Record set |
//! Query templates.
//!
//! Every query the explorer issues is one of these fixed templates. The only
//! interpolated values are IRIs, and each one is checked with
//! [`check_iri`] before it is placed between angle brackets.

use ldes_core::{check_iri, ExploreResult};

const PREFIXES: &str = "PREFIX ldes: <https://w3id.org/ldes#>
PREFIX tree: <https://w3id.org/tree#>
PREFIX ldp: <http://www.w3.org/ns/ldp#>
PREFIX dct: <http://purl.org/dc/terms/>
PREFIX as: <https://www.w3.org/ns/activitystreams#>
";

/// Which template a query was built from
#[derive(Debug, Clone, Copy, PartialEq, Eq, Hash)]
pub enum QueryKind {
    /// Stream, views, container management, and membership in one pass
    Classify,
    /// Outgoing relations of a fragment node
    Relations,
    /// `ldp:contains` listing of a container fragment
    ContainerMembers,
    /// `tree:member` links of a stream
    StreamMembers,
    /// Actor/object/target/context of an activity
    Content,
    /// `rdf:type` of a resource
    Types,
    /// Subject/relationship/object of an `as:Relationship`
    Relationship,
    /// `rdf:type` of an activity's object, reached through the activity
    ObjectTypes,
    /// Subject/relationship/object of an activity's object, reached
    /// through the activity
    ObjectRelationship,
}

impl QueryKind {
    /// Short name for logs
    #[must_use]
    pub const fn as_str(self) -> &'static str {
        match self {
            Self::Classify => "classify",
            Self::Relations => "relations",
            Self::ContainerMembers => "container_members",
            Self::StreamMembers => "stream_members",
            Self::Content => "content",
            Self::Types => "types",
            Self::Relationship => "relationship",
            Self::ObjectTypes => "object_types",
            Self::ObjectRelationship => "object_relationship",
        }
    }
}

impl std::fmt::Display for QueryKind {
    fn fmt(&self, f: &mut std::fmt::Formatter<'_>) -> std::fmt::Result {
        f.write_str(self.as_str())
    }
}

/// A query built from a template
#[derive(Debug, Clone, PartialEq, Eq)]
pub struct Query {
    kind: QueryKind,
    subject: Option<String>,
    text: String,
}

impl Query {
    fn build(kind: QueryKind, body: &str) -> Self {
        Self {
            kind,
            subject: None,
            text: format!("{PREFIXES}\n{body}"),
        }
    }

    fn about(mut self, subject: &str) -> Self {
        self.subject = Some(subject.to_string());
        self
    }

    /// Template the query was built from
    #[must_use]
    pub const fn kind(&self) -> QueryKind {
        self.kind
    }

    /// IRI interpolated into the template, if any
    #[must_use]
    pub fn subject(&self) -> Option<&str> {
        self.subject.as_deref()
    }

    /// Query text
    #[must_use]
    pub fn text(&self) -> &str {
        &self.text
    }

    /// Classify the stream reachable from the sources.
    ///
    /// One row per (stream, view); `?managed` and `?hasMember` are booleans.
    #[must_use]
    pub fn classify() -> Self {
        Self::build(
            QueryKind::Classify,
            "SELECT ?stream ?view ?viewDescription ?managed ?hasMember
WHERE {
  ?stream a ldes:EventStream.
  OPTIONAL {
    ?stream tree:view ?view.
    OPTIONAL { ?view tree:viewDescription ?viewDescription. }
    BIND(EXISTS {
      ?view tree:viewDescription ?description.
      ?description ldes:managedBy ?client.
      ?client a ldes:LDESinLDPClient.
    } AS ?managed)
  }
  BIND(EXISTS { ?stream tree:member ?anyMember. } AS ?hasMember)
}",
        )
    }

    /// Outgoing relations of `node`.
    ///
    /// # Errors
    ///
    /// Returns `InvalidIri` if `node` cannot be interpolated
    pub fn relations(node: &str) -> ExploreResult<Self> {
        let node = check_iri(node)?;
        Ok(Self::build(
            QueryKind::Relations,
            &format!(
                "SELECT ?relation ?relationType ?node ?value ?path
WHERE {{
  <{node}> a tree:Node;
    tree:relation ?relation.
  ?relation a ?relationType;
    tree:node ?node.
  OPTIONAL {{ ?relation tree:value ?value. }}
  OPTIONAL {{ ?relation tree:path ?path. }}
}}"
            ),
        )
        .about(node))
    }

    /// Members contained by the container `fragment`, with modification times.
    ///
    /// # Errors
    ///
    /// Returns `InvalidIri` if `fragment` cannot be interpolated
    pub fn container_members(fragment: &str) -> ExploreResult<Self> {
        let fragment = check_iri(fragment)?;
        Ok(Self::build(
            QueryKind::ContainerMembers,
            &format!(
                "SELECT ?member ?modified
WHERE {{
  <{fragment}> a ldp:BasicContainer;
    ldp:contains ?member.
  OPTIONAL {{ ?member dct:modified ?modified. }}
}}"
            ),
        )
        .about(fragment))
    }

    /// Members linked from any stream in the sources
    #[must_use]
    pub fn stream_members() -> Self {
        Self::build(
            QueryKind::StreamMembers,
            "SELECT ?member
WHERE {
  ?stream tree:member ?member.
}",
        )
    }

    /// Activity envelope of the member document in the sources.
    ///
    /// Activities are anchored on `as:actor`, so a nested relationship or
    /// note carrying only `as:object` is never taken for the envelope. A
    /// missing object shows up as an unbound variable rather than an empty
    /// result.
    #[must_use]
    pub fn content() -> Self {
        Self::build(
            QueryKind::Content,
            "SELECT ?id ?actorUrl ?actorName ?object ?targetUrl ?targetName ?context
WHERE {
  { SELECT DISTINCT ?id WHERE { ?id as:actor ?anchor. } }
  OPTIONAL {
    ?id as:actor ?actorUrl.
    OPTIONAL { ?actorUrl as:name ?actorName. }
  }
  OPTIONAL { ?id as:object ?object. }
  OPTIONAL {
    ?id as:target ?targetUrl.
    OPTIONAL { ?targetUrl as:name ?targetName. }
  }
  OPTIONAL { ?id as:context ?context. }
}",
        )
    }

    /// Types of `resource`.
    ///
    /// # Errors
    ///
    /// Returns `InvalidIri` if `resource` cannot be interpolated
    pub fn types(resource: &str) -> ExploreResult<Self> {
        let resource = check_iri(resource)?;
        Ok(Self::build(
            QueryKind::Types,
            &format!(
                "SELECT DISTINCT ?type
WHERE {{
  <{resource}> a ?type.
}}"
            ),
        )
        .about(resource))
    }

    /// Subject, relationship, and object of the relationship `object`.
    ///
    /// # Errors
    ///
    /// Returns `InvalidIri` if `object` cannot be interpolated
    pub fn relationship(object: &str) -> ExploreResult<Self> {
        let object = check_iri(object)?;
        Ok(Self::build(
            QueryKind::Relationship,
            &format!(
                "SELECT ?subject ?relationship ?object
WHERE {{
  <{object}> as:subject ?subject;
    as:relationship ?relationship;
    as:object ?object.
}}"
            ),
        )
        .about(object))
    }

    /// Types of the object of `activity`, for objects without an IRI of
    /// their own.
    ///
    /// # Errors
    ///
    /// Returns `InvalidIri` if `activity` cannot be interpolated
    pub fn object_types(activity: &str) -> ExploreResult<Self> {
        let activity = check_iri(activity)?;
        Ok(Self::build(
            QueryKind::ObjectTypes,
            &format!(
                "SELECT DISTINCT ?type
WHERE {{
  <{activity}> as:object ?node.
  ?node a ?type.
}}"
            ),
        )
        .about(activity))
    }

    /// Subject, relationship, and object of the object of `activity`, for
    /// objects without an IRI of their own.
    ///
    /// # Errors
    ///
    /// Returns `InvalidIri` if `activity` cannot be interpolated
    pub fn object_relationship(activity: &str) -> ExploreResult<Self> {
        let activity = check_iri(activity)?;
        Ok(Self::build(
            QueryKind::ObjectRelationship,
            &format!(
                "SELECT ?subject ?relationship ?object
WHERE {{
  <{activity}> as:object ?node.
  ?node as:subject ?subject;
    as:relationship ?relationship;
    as:object ?object.
}}"
            ),
        )
        .about(activity))
    }
}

Work required | Exactly as they appear above, transcribe the records in full.

Result |
//! Query templates.
//!
//! Every query the explorer issues is one of these fixed templates. The only
//! interpolated values are IRIs, and each one is checked with
//! [`check_iri`] before it is placed between angle brackets.

use ldes_core::{check_iri, ExploreResult};

const PREFIXES: &str = "PREFIX ldes: <https://w3id.org/ldes#>
PREFIX tree: <https://w3id.org/tree#>
PREFIX ldp: <http://www.w3.org/ns/ldp#>
PREFIX dct: <http://purl.org/dc/terms/>
PREFIX as: <https://www.w3.org/ns/activitystreams#>
";

/// Which template a query was built from
#[derive(Debug, Clone, Copy, PartialEq, Eq, Hash)]
pub enum QueryKind {
    /// Stream, views, container management, and membership in one pass
    Classify,
    /// Outgoing relations of a fragment node
    Relations,
    /// `ldp:contains` listing of a container fragment
    ContainerMembers,
    /// `tree:member` links of a stream
    StreamMembers,
    /// Actor/object/target/context of an activity
    Content,
    /// `rdf:type` of a resource
    Types,
    /// Subject/relationship/object of an `as:Relationship`
    Relationship,
    /// `rdf:type` of an activity's object, reached through the activity
    ObjectTypes,
    /// Subject/relationship/object of an activity's object, reached
    /// through the activity
    ObjectRelationship,
}

impl QueryKind {
    /// Short name for logs
    #[must_use]
    pub const fn as_str(self) -> &'static str {
        match self {
            Self::Classify => "classify",
            Self::Relations => "relations",
            Self::ContainerMembers => "container_members",
            Self::StreamMembers => "stream_members",
            Self::Content => "content",
            Self::Types => "types",
            Self::Relationship => "relationship",
            Self::ObjectTypes => "object_types",
            Self::ObjectRelationship => "object_relationship",
        }
    }
}

impl std::fmt::Display for QueryKind {
    fn fmt(&self, f: &mut std::fmt::Formatter<'_>) -> std::fmt::Result {
        f.write_str(self.as_str())
    }
}

/// A query built from a template
#[derive(Debug, Clone, PartialEq, Eq)]
pub struct Query {
    kind: QueryKind,
    subject: Option<String>,
    text: String,
}

impl Query {
    fn build(kind: QueryKind, body: &str) -> Self {
        Self {
            kind,
            subject: None,
            text: format!("{PREFIXES}\n{body}"),
        }
    }

    fn about(mut self, subject: &str) -> Self {
        self.subject = Some(subject.to_string());
        self
    }

    /// Template the query was built from
    #[must_use]
    pub const fn kind(&self) -> QueryKind {
        self.kind
    }

    /// IRI interpolated into the template, if any
    #[must_use]
    pub fn subject(&self) -> Option<&str> {
        self.subject.as_deref()
    }

    /// Query text
    #[must_use]
    pub fn text(&self) -> &str {
        &self.text
    }

    /// Classify the stream reachable from the sources.
    ///
    /// One row per (stream, view); `?managed` and `?hasMember` are booleans.
    #[must_use]
    pub fn classify() -> Self {
        Self::build(
            QueryKind::Classify,
            "SELECT ?stream ?view ?viewDescription ?managed ?hasMember
WHERE {
  ?stream a ldes:EventStream.
  OPTIONAL {
    ?stream tree:view ?view.
    OPTIONAL { ?view tree:viewDescription ?viewDescription. }
    BIND(EXISTS {
      ?view tree:viewDescription ?description.
      ?description ldes:managedBy ?client.
      ?client a ldes:LDESinLDPClient.
    } AS ?managed)
  }
  BIND(EXISTS { ?stream tree:member ?anyMember. } AS ?hasMember)
}",
        )
    }

    /// Outgoing relations of `node`.
    ///
    /// # Errors
    ///
    /// Returns `InvalidIri` if `node` cannot be interpolated
    pub fn relations(node: &str) -> ExploreResult<Self> {
        let node = check_iri(node)?;
        Ok(Self::build(
            QueryKind::Relations,
            &format!(
                "SELECT ?relation ?relationType ?node ?value ?path
WHERE {{
  <{node}> a tree:Node;
    tree:relation ?relation.
  ?relation a ?relationType;
    tree:node ?node.
  OPTIONAL {{ ?relation tree:value ?value. }}
  OPTIONAL {{ ?relation tree:path ?path. }}
}}"
            ),
        )
        .about(node))
    }

    /// Members contained by the container `fragment`, with modification times.
    ///
    /// # Errors
    ///
    /// Returns `InvalidIri` if `fragment` cannot be interpolated
    pub fn container_members(fragment: &str) -> ExploreResult<Self> {
        let fragment = check_iri(fragment)?;
        Ok(Self::build(
            QueryKind::ContainerMembers,
            &format!(
                "SELECT ?member ?modified
WHERE {{
  <{fragment}> a ldp:BasicContainer;
    ldp:contains ?member.
  OPTIONAL {{ ?member dct:modified ?modified. }}
}}"
            ),
        )
        .about(fragment))
    }

    /// Members linked from any stream in the sources
    #[must_use]
    pub fn stream_members() -> Self {
        Self::build(
            QueryKind::StreamMembers,
            "SELECT ?member
WHERE {
  ?stream tree:member ?member.
}",
        )
    }

    /// Activity envelope of the member document in the sources.
    ///
    /// Activities are anchored on `as:actor`, so a nested relationship or
    /// note carrying only `as:object` is never taken for the envelope. A
    /// missing object shows up as an unbound variable rather than an empty
    /// result.
    #[must_use]
    pub fn content() -> Self {
        Self::build(
            QueryKind::Content,
            "SELECT ?id ?actorUrl ?actorName ?object ?targetUrl ?targetName ?context
WHERE {
  { SELECT DISTINCT ?id WHERE { ?id as:actor ?anchor. } }
  OPTIONAL {
    ?id as:actor ?actorUrl.
    OPTIONAL { ?actorUrl as:name ?actorName. }
  }
  OPTIONAL { ?id as:object ?object. }
  OPTIONAL {
    ?id as:target ?targetUrl.
    OPTIONAL { ?targetUrl as:name ?targetName. }
  }
  OPTIONAL { ?id as:context ?context. }
}",
        )
    }

    /// Types of `resource`.
    ///
    /// # Errors
    ///
    /// Returns `InvalidIri` if `resource` cannot be interpolated
    pub fn types(resource: &str) -> ExploreResult<Self> {
        let resource = check_iri(resource)?;
        Ok(Self::build(
            QueryKind::Types,
            &format!(
                "SELECT DISTINCT ?type
WHERE {{
  <{resource}> a ?type.
}}"
            ),
        )
        .about(resource))
    }

    /// Subject, relationship, and object of the relationship `object`.
    ///
    /// # Errors
    ///
    /// Returns `InvalidIri` if `object` cannot be interpolated
    pub fn relationship(object: &str) -> ExploreResult<Self> {
        let object = check_iri(object)?;
        Ok(Self::build(
            QueryKind::Relationship,
            &format!(
                "SELECT ?subject ?relationship ?object
WHERE {{
  <{object}> as:subject ?subject;
    as:relationship ?relationship;
    as:object ?object.
}}"
            ),
        )
        .about(object))
    }

    /// Types of the object of `activity`, for objects without an IRI of
    /// their own.
    ///
    /// # Errors
    ///
    /// Returns `InvalidIri` if `activity` cannot be interpolated
    pub fn object_types(activity: &str) -> ExploreResult<Self> {
        let activity = check_iri(activity)?;
        Ok(Self::build(
            QueryKind::ObjectTypes,
            &format!(
                "SELECT DISTINCT ?type
WHERE {{
  <{activity}> as:object ?node.
  ?node a ?type.
}}"
            ),
        )
        .about(activity))
    }

    /// Subject, relationship, and object of the object of `activity`, for
    /// objects without an IRI of their own.
    ///
    /// # Errors
    ///
    /// Returns `InvalidIri` if `activity` cannot be interpolated
    pub fn object_relationship(activity: &str) -> ExploreResult<Self> {
        let activity = check_iri(activity)?;
        Ok(Self::build(
            QueryKind::ObjectRelationship,
            &format!(
                "SELECT ?subject ?relationship ?object
WHERE {{
  <{activity}> as:object ?node.
  ?node as:subject ?subject;
    as:relationship ?relationship;
    as:object ?object.
}}"
            ),
        )
        .about(activity))
    }
}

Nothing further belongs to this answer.